━━━ GIVEN INFORMATION
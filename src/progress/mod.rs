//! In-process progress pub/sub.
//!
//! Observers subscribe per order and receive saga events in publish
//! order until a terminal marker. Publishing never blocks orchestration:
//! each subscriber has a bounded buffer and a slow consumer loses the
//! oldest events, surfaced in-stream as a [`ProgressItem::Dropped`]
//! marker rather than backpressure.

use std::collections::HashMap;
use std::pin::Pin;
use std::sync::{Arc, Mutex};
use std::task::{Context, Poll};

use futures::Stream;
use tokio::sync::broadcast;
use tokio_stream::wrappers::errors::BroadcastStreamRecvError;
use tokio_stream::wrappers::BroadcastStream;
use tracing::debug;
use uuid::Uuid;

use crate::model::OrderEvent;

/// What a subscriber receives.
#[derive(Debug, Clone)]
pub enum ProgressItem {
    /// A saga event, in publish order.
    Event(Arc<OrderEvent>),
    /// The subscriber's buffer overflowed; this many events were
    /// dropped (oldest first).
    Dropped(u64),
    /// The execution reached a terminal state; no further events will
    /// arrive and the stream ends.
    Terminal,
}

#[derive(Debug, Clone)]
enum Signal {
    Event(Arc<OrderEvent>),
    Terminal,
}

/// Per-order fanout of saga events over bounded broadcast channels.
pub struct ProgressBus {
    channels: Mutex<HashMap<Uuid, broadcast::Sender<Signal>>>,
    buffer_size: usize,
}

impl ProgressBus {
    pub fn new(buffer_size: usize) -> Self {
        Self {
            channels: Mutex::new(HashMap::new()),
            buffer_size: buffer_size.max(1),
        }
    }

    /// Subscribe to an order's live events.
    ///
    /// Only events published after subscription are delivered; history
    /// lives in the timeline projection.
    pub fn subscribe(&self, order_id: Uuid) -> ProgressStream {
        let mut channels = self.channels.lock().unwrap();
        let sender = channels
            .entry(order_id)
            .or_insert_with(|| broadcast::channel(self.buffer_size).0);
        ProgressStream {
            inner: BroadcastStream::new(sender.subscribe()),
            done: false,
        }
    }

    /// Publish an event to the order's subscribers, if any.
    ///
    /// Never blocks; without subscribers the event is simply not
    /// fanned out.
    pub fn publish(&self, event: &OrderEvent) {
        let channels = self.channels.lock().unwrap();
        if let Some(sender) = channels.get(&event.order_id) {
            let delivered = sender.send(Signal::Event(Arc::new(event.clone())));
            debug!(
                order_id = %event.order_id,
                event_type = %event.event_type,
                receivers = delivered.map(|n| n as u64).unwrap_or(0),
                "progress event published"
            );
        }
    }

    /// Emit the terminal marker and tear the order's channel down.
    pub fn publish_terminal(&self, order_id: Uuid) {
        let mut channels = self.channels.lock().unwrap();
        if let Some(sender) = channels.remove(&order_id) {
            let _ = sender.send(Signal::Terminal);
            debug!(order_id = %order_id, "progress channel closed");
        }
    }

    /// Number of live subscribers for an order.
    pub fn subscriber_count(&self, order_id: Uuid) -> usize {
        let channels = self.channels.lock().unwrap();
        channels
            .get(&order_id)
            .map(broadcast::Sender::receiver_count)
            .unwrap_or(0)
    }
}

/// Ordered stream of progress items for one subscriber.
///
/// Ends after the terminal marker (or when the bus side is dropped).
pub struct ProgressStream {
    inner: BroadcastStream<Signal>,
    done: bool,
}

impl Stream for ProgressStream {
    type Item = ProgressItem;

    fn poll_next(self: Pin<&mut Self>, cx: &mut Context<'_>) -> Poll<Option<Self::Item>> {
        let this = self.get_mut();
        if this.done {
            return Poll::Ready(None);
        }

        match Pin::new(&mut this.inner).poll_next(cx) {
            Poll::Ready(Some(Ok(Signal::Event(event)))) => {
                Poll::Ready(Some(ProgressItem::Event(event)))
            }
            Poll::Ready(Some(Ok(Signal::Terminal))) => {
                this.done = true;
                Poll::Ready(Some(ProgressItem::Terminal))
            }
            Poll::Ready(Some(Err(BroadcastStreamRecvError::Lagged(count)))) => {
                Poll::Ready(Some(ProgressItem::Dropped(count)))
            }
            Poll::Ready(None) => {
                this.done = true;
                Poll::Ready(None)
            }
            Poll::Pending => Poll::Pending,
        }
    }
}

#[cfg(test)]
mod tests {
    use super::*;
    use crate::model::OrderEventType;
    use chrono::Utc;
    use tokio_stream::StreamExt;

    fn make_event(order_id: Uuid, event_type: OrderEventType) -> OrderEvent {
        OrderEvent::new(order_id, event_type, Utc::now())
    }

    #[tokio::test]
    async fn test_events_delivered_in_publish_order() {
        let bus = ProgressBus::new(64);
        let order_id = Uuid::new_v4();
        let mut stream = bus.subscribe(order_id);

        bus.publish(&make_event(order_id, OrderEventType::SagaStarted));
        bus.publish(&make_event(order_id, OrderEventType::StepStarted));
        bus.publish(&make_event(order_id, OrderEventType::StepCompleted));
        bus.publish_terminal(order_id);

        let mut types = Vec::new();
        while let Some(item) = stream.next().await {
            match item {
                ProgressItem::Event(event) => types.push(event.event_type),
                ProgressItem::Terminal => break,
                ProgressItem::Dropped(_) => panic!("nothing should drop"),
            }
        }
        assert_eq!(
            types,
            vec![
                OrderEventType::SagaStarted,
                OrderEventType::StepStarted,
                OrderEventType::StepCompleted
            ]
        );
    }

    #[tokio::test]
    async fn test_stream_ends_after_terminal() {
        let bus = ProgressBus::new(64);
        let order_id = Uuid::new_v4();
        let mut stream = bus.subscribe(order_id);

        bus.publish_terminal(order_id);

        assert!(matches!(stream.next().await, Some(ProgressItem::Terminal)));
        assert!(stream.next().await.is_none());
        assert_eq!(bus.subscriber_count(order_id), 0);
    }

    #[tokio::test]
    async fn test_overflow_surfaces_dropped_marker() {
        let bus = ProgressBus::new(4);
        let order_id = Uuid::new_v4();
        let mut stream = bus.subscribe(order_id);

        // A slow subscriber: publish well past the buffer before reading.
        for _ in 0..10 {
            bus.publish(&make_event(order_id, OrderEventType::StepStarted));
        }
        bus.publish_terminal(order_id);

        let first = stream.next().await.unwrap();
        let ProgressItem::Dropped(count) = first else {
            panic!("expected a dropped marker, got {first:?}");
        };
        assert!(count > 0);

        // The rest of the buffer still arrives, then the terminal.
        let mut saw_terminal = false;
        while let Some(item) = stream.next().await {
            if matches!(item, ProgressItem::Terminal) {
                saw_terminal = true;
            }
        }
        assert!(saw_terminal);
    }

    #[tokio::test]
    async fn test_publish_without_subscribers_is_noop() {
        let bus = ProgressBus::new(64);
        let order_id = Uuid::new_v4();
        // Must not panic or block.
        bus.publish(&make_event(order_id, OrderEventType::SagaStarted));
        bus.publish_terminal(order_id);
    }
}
━━━━━━
WHAT YOU SHOULD DO: Check each line above for the string "inner" and copy those that have it.

RESULT OF THIS EXERCISE:
            inner: BroadcastStream::new(sender.subscribe()),
    inner: BroadcastStream<Signal>,
        match Pin::new(&mut this.inner).poll_next(cx) {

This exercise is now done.